Comment from Jon Thomas moved from 629614: It looks like what happened was that the jobs for nongroup and jobs for group b were in the process of ending at the start of the negotiation cycle. There were classAds for these jobs, but the values for ad->LookupInteger(ATTR_RUNNING_JOBS, numrunning); ad->LookupInteger(ATTR_IDLE_JOBS, numidle); were zero. This meant numsubmits was zero. Since there was a classAd, the ad was inserted into the list for the group. groupArray[0].submitterAds.Insert(ad); Later, this caused a problem with if ( groupArray[i].submitterAds.MyLength() == 0 ) { So I think, if ( groupArray[i].submitterAds.MyLength() == 0 ) { should be changed to if ( groupArray[i].numsubmits == 0 ) { We use numsubmits in a number of places, so this should be better. Negotiation is skipped in negotiatewithgroup based upon: num_idle_jobs = 0; schedd->LookupInteger(ATTR_IDLE_JOBS,num_idle_jobs); if ( num_idle_jobs < 0 ) { num_idle_jobs = 0; } This is where we get the ..." skipped because no idle jobs" message.
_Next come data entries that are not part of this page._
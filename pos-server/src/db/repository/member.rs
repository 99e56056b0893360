//! Member Repository (会员，soft delete)

use super::{RepoError, RepoResult};
use shared::models::{Member, MemberCreate, MemberUpdate};
use sqlx::SqlitePool;

const COLS: &str =
    "id, name, phone, member_type, balance, points, level, join_date, avatar, birthday, gender";

pub async fn find_all(pool: &SqlitePool) -> RepoResult<Vec<Member>> {
    let rows = sqlx::query_as::<_, Member>(&format!(
        "SELECT {COLS} FROM members WHERE is_deleted = 0 ORDER BY join_date DESC"
    ))
    .fetch_all(pool)
    .await?;
    Ok(rows)
}

pub async fn find_by_id(pool: &SqlitePool, id: &str) -> RepoResult<Option<Member>> {
    let row = sqlx::query_as::<_, Member>(&format!(
        "SELECT {COLS} FROM members WHERE id = ? AND is_deleted = 0"
    ))
    .bind(id)
    .fetch_optional(pool)
    .await?;
    Ok(row)
}

pub async fn create(pool: &SqlitePool, data: MemberCreate) -> RepoResult<Member> {
    if data.balance < 0.0 {
        return Err(RepoError::Validation("balance must be >= 0".into()));
    }

    let id = shared::util::new_id();
    let now = chrono::Utc::now().to_rfc3339();

    let result = sqlx::query(
        "INSERT INTO members (id, name, phone, member_type, balance, points, level, join_date, avatar, birthday, gender, is_deleted, created_at) VALUES (?1, ?2, ?3, ?4, ?5, ?6, ?7, ?8, ?9, ?10, ?11, 0, ?12)",
    )
    .bind(&id)
    .bind(&data.name)
    .bind(&data.phone)
    .bind(data.member_type)
    .bind(data.balance)
    .bind(data.points)
    .bind(data.level)
    .bind(&data.join_date)
    .bind(&data.avatar)
    .bind(&data.birthday)
    .bind(&data.gender)
    .bind(&now)
    .execute(pool)
    .await;

    match result {
        Ok(_) => {}
        Err(e) => {
            return Err(match RepoError::from(e) {
                RepoError::Duplicate(_) => {
                    RepoError::Duplicate(format!("Phone already registered: {}", data.phone))
                }
                other => other,
            });
        }
    }

    find_by_id(pool, &id)
        .await?
        .ok_or_else(|| RepoError::Database("Failed to create member".into()))
}

pub async fn update(pool: &SqlitePool, id: &str, data: MemberUpdate) -> RepoResult<Member> {
    let result = sqlx::query(
        "UPDATE members SET name = COALESCE(?1, name), phone = COALESCE(?2, phone), member_type = COALESCE(?3, member_type), level = COALESCE(?4, level), avatar = COALESCE(?5, avatar), birthday = COALESCE(?6, birthday), gender = COALESCE(?7, gender) WHERE id = ?8 AND is_deleted = 0",
    )
    .bind(&data.name)
    .bind(&data.phone)
    .bind(data.member_type)
    .bind(data.level)
    .bind(&data.avatar)
    .bind(&data.birthday)
    .bind(&data.gender)
    .bind(id)
    .execute(pool)
    .await?;

    if result.rows_affected() == 0 {
        return Err(RepoError::NotFound(format!("Member {id}")));
    }

    find_by_id(pool, id)
        .await?
        .ok_or_else(|| RepoError::NotFound(format!("Member {id}")))
}

pub async fn delete(pool: &SqlitePool, id: &str) -> RepoResult<()> {
    let result = sqlx::query("UPDATE members SET is_deleted = 1 WHERE id = ? AND is_deleted = 0")
        .bind(id)
        .execute(pool)
        .await?;

    if result.rows_affected() == 0 {
        return Err(RepoError::NotFound(format!("Member {id}")));
    }
    Ok(())
}

/// 余额充值 (POST /api/users/{id}/balance)
pub async fn add_balance(pool: &SqlitePool, id: &str, amount: f64) -> RepoResult<Member> {
    if amount <= 0.0 {
        return Err(RepoError::Validation("amount must be positive".into()));
    }

    let result = sqlx::query(
        "UPDATE members SET balance = balance + ?1 WHERE id = ?2 AND is_deleted = 0",
    )
    .bind(amount)
    .bind(id)
    .execute(pool)
    .await?;

    if result.rows_affected() == 0 {
        return Err(RepoError::NotFound(format!("Member {id}")));
    }

    find_by_id(pool, id)
        .await?
        .ok_or_else(|| RepoError::NotFound(format!("Member {id}")))
}

/// 积分发放 (POST /api/users/{id}/points)
pub async fn add_points(pool: &SqlitePool, id: &str, points: i32) -> RepoResult<Member> {
    if points <= 0 {
        return Err(RepoError::Validation("points must be positive".into()));
    }

    let result = sqlx::query(
        "UPDATE members SET points = points + ?1 WHERE id = ?2 AND is_deleted = 0",
    )
    .bind(points)
    .bind(id)
    .execute(pool)
    .await?;

    if result.rows_affected() == 0 {
        return Err(RepoError::NotFound(format!("Member {id}")));
    }

    find_by_id(pool, id)
        .await?
        .ok_or_else(|| RepoError::NotFound(format!("Member {id}")))
}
So I think the later stages of negotiation rely on these same attributes. If we make the change, negotiation would be skipped higher in the call chain and it would not add to the number of unused slots.
Latest devel branch: V7_4-BZ619557-HFS-tree-structure
In test scenario it needs to be add following lines to condor configuration: CONCURRENCY_LIMIT_DEFAULT = 2 none_LIMIT = 20
Moreover test.file has to be changed properly $ cat test.file universe = vanilla cmd = /bin/sleep args = 5m concurrency_limits = a +AccountingGroup = "a.user" queue 10 concurrency_limits = none +AccountingGroup = "b.q.user" queue 15 +AccountingGroup = "b.r.user" queue 15 In new version of condor also HFS_MAX_ALLOCATION_ROUNDS to number bigger than 1 has to be set, otherwise no slots will be used. (e.g. HFS_MAX_ALLOCATION_ROUNDS = 3)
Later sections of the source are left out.